That's the game that made him. Not a final, not a thriller — a forgettable group stage stalemate that handed out six yellows, four reds, and almost nothing else. But Davies, then seven years old and days from turning eight, wasn't watching the football. He was watching everything around it.

A parking lot changed his trajectory

The flags on Route 1. The face paint. Kids playing street soccer in the car park. Korean BBQ from a stranger, plus a Bolivian meat dish he can't name but still remembers the taste of. For a kid from New Hampshire who had never seen soccer on television — his family didn't have a satellite dish, and MLS didn't exist yet — it landed like a door swinging open onto a world he hadn't known was there.

"You come into this melting pot of so many different countries and the people are so warm and excited," Davies said. "It was almost like I was in the North Pole.
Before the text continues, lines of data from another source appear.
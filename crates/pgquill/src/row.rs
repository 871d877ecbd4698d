//! Row mapping traits and utilities

use crate::error::{DbError, DbResult};
use tokio_postgres::Row;
use tokio_postgres::types::FromSql;

/// Trait for types that can be built from a database row.
///
/// Implemented for tuples of up to six `FromSql` values, which map columns by
/// position:
///
/// ```ignore
/// let pairs: Vec<(String, String)> = users
///     .get_as(&db, &["username", "password"])
///     .await?;
/// ```
pub trait FromRow: Sized {
    /// Convert a database row into Self
    fn from_row(row: &Row) -> DbResult<Self>;
}

/// Extension trait for Row to provide typed access
pub trait RowExt {
    /// Try to get a column value by position, returning DbError::Decode on failure
    fn try_get_index<T>(&self, idx: usize) -> DbResult<T>
    where
        T: for<'a> FromSql<'a>;
}

impl RowExt for Row {
    fn try_get_index<T>(&self, idx: usize) -> DbResult<T>
    where
        T: for<'a> FromSql<'a>,
    {
        self.try_get(idx)
            .map_err(|e| DbError::decode(format!("#{idx}"), e.to_string()))
    }
}

macro_rules! impl_from_row_tuple {
    ($($idx:tt => $t:ident),+) => {
        impl<$($t),+> FromRow for ($($t,)+)
        where
            $($t: for<'a> FromSql<'a>),+
        {
            fn from_row(row: &Row) -> DbResult<Self> {
                Ok(($(row.try_get_index::<$t>($idx)?,)+))
            }
        }
    };
}

impl_from_row_tuple!(0 => A);
impl_from_row_tuple!(0 => A, 1 => B);
impl_from_row_tuple!(0 => A, 1 => B, 2 => C);
impl_from_row_tuple!(0 => A, 1 => B, 2 => C, 3 => D);
impl_from_row_tuple!(0 => A, 1 => B, 2 => C, 3 => D, 4 => E);
impl_from_row_tuple!(0 => A, 1 => B, 2 => C, 3 => D, 4 => E, 5 => F);
//! Column descriptors for `CREATE TABLE`.
//!
//! Each constructor sanitizes the column name and emits a PostgreSQL column
//! definition. Modifiers return new values:
//!
//! ```ignore
//! let columns = [
//!     Column::bigint("id").identity().primary_key(),
//!     Column::varchar("username", Some(64)).unique().not_null(),
//!     Column::text("password").not_null(),
//!     Column::boolean("active").default(true),
//! ];
//! ```

use pgquill_check::{escape_quotes, to_alphanumeric};
use std::fmt::Display;

/// How a column's `DEFAULT` argument is rendered.
#[derive(Debug, Clone, Copy, PartialEq, Eq)]
pub enum ValueKind {
    /// Quoted and escaped (`E'...'`).
    String,
    /// Emitted verbatim.
    Numeric,
    /// Emitted verbatim (e.g. `now()`, `CURRENT_DATE`).
    DateTime,
    /// Emitted verbatim.
    Custom,
}

/// A column definition used when a table is first materialized.
#[derive(Debug, Clone, PartialEq, Eq)]
pub struct Column {
    definition: String,
    default: Option<String>,
    kind: ValueKind,
}

impl Column {
    fn with_type(name: &str, sql_type: impl Display, kind: ValueKind) -> Self {
        Self {
            definition: format!("{} {}", to_alphanumeric(name), sql_type),
            default: None,
            kind,
        }
    }

    /// A column with a caller-supplied type (`custom("tags", "TEXT[]")`).
    pub fn custom(name: &str, sql_type: &str) -> Self {
        Self::with_type(name, sql_type, ValueKind::Custom)
    }

    // ── String types ────────────────────────────────────────────────

    /// `CHAR(n)`, or `CHAR` (length 1).
    pub fn char(name: &str, size: Option<u32>) -> Self {
        Self::with_type(name, sized("CHAR", size), ValueKind::String)
    }

    /// `VARCHAR(n)`, or unbounded `VARCHAR`.
    pub fn varchar(name: &str, size: Option<u32>) -> Self {
        Self::with_type(name, sized("VARCHAR", size), ValueKind::String)
    }

    /// `TEXT`.
    pub fn text(name: &str) -> Self {
        Self::with_type(name, "TEXT", ValueKind::String)
    }

    /// `TEXT` restricted to a fixed set of values.
    pub fn one_of(name: &str, variants: &[&str]) -> Self {
        let col = to_alphanumeric(name);
        let list = variants
            .iter()
            .map(|v| format!("E'{}'", escape_quotes(v)))
            .collect::<Vec<_>>()
            .join(", ");
        Self::with_type(
            &col,
            format!("TEXT CHECK ({col} IN ({list}))"),
            ValueKind::String,
        )
    }

    /// `BYTEA`.
    pub fn bytea(name: &str) -> Self {
        Self::with_type(name, "BYTEA", ValueKind::Custom)
    }

    // ── Numeric types ───────────────────────────────────────────────

    /// `BOOLEAN`.
    pub fn boolean(name: &str) -> Self {
        Self::with_type(name, "BOOLEAN", ValueKind::Numeric)
    }

    /// `SMALLINT`.
    pub fn smallint(name: &str) -> Self {
        Self::with_type(name, "SMALLINT", ValueKind::Numeric)
    }

    /// `INTEGER`.
    pub fn int(name: &str) -> Self {
        Self::with_type(name, "INTEGER", ValueKind::Numeric)
    }

    /// `BIGINT`.
    pub fn bigint(name: &str) -> Self {
        Self::with_type(name, "BIGINT", ValueKind::Numeric)
    }

    /// `REAL`.
    pub fn real(name: &str) -> Self {
        Self::with_type(name, "REAL", ValueKind::Numeric)
    }

    /// `DOUBLE PRECISION`.
    pub fn double(name: &str) -> Self {
        Self::with_type(name, "DOUBLE PRECISION", ValueKind::Numeric)
    }

    /// `NUMERIC(p, s)`.
    ///
    /// Precision is clamped to 1000 and scale to the precision. A scale
    /// without a precision is ignored.
    pub fn numeric(name: &str, precision: Option<u16>, scale: Option<u16>) -> Self {
        let sql_type = match (precision, scale) {
            (Some(p), Some(s)) => {
                let p = p.clamp(1, 1000);
                format!("NUMERIC({p}, {})", s.min(p))
            }
            (Some(p), None) => format!("NUMERIC({})", p.clamp(1, 1000)),
            (None, _) => "NUMERIC".to_string(),
        };
        Self::with_type(name, sql_type, ValueKind::Numeric)
    }

    // ── Date and time types ─────────────────────────────────────────

    /// `DATE`.
    pub fn date(name: &str) -> Self {
        Self::with_type(name, "DATE", ValueKind::DateTime)
    }

    /// `TIME`.
    pub fn time(name: &str) -> Self {
        Self::with_type(name, "TIME", ValueKind::DateTime)
    }

    /// `TIMESTAMP`.
    pub fn timestamp(name: &str) -> Self {
        Self::with_type(name, "TIMESTAMP", ValueKind::DateTime)
    }

    /// `TIMESTAMPTZ`.
    pub fn timestamptz(name: &str) -> Self {
        Self::with_type(name, "TIMESTAMPTZ", ValueKind::DateTime)
    }

    // ── Modifiers ───────────────────────────────────────────────────

    /// Append a raw constraint not covered by the other modifiers.
    pub fn append(&self, constraint: &str) -> Self {
        let mut col = self.clone();
        col.definition.push(' ');
        col.definition.push_str(constraint);
        col
    }

    /// `UNIQUE`.
    pub fn unique(&self) -> Self {
        self.append("UNIQUE")
    }

    /// `NOT NULL`.
    pub fn not_null(&self) -> Self {
        self.append("NOT NULL")
    }

    /// `PRIMARY KEY`.
    pub fn primary_key(&self) -> Self {
        self.append("PRIMARY KEY")
    }

    /// Auto-increment (`GENERATED BY DEFAULT AS IDENTITY`).
    pub fn identity(&self) -> Self {
        self.append("GENERATED BY DEFAULT AS IDENTITY")
    }

    /// `DEFAULT <value>`. String columns quote and escape the value.
    pub fn default(&self, value: impl Display) -> Self {
        let value = value.to_string();
        let rendered = match self.kind {
            ValueKind::String => format!("E'{}'", escape_quotes(&value)),
            ValueKind::Numeric | ValueKind::DateTime | ValueKind::Custom => value,
        };
        Self {
            default: Some(rendered),
            ..self.clone()
        }
    }

    /// The value kind controlling how `default` renders.
    pub fn kind(&self) -> ValueKind {
        self.kind
    }

    /// Full column clause, including the `DEFAULT` clause.
    pub fn to_sql(&self) -> String {
        match &self.default {
            Some(default) => format!("{} DEFAULT {}", self.definition, default),
            None => self.definition.clone(),
        }
    }
}

fn sized(base: &str, size: Option<u32>) -> String {
    match size {
        Some(n) => format!("{base}({n})"),
        None => base.to_string(),
    }
}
That's the type of excitement I had."

He hadn't even chosen soccer deliberately. He handed his Gambian-born father Kofi a permission slip thinking it was for Pop Warner football. When he saw how excited his dad was, he couldn't bring himself to correct the mistake. The World Cup trip came shortly after. After that, training had a point.

From Foxborough to the USMNT — and back again

Davies became a Hermann Trophy finalist at Boston College, turned pro, played in Sweden, then two seasons with Sochaux in France's top flight, and earned 17 caps and four goals for the USMNT. He was building toward the 2010 World Cup when a serious car accident in late 2009 ended that chapter before it started. It's the blunt cruelty of professional sport — years of work redirected by one night.

He played on: Denmark, then six MLS seasons, the first four with the Revolution — making that same Route 1 drive to Foxborough that first rewired his brain as a kid. He retired in 2017 and now broadcasts for the Revolution, analyses for CBS, and writes for The Athletic.

His twin sons, Rhys and Dakota, are 10. They have YouTube, apps, and access to every league on earth from their phones. Davies knows their relationship with soccer is nothing like his was at their age. But with the World Cup back in the United States this summer, he's watching them build their own version of it anyway — sticker books, brackets, the whole thing.

"The World Cup is what really gave me the fire inside," he said. "That was the motivator that I needed to stay disciplined right there."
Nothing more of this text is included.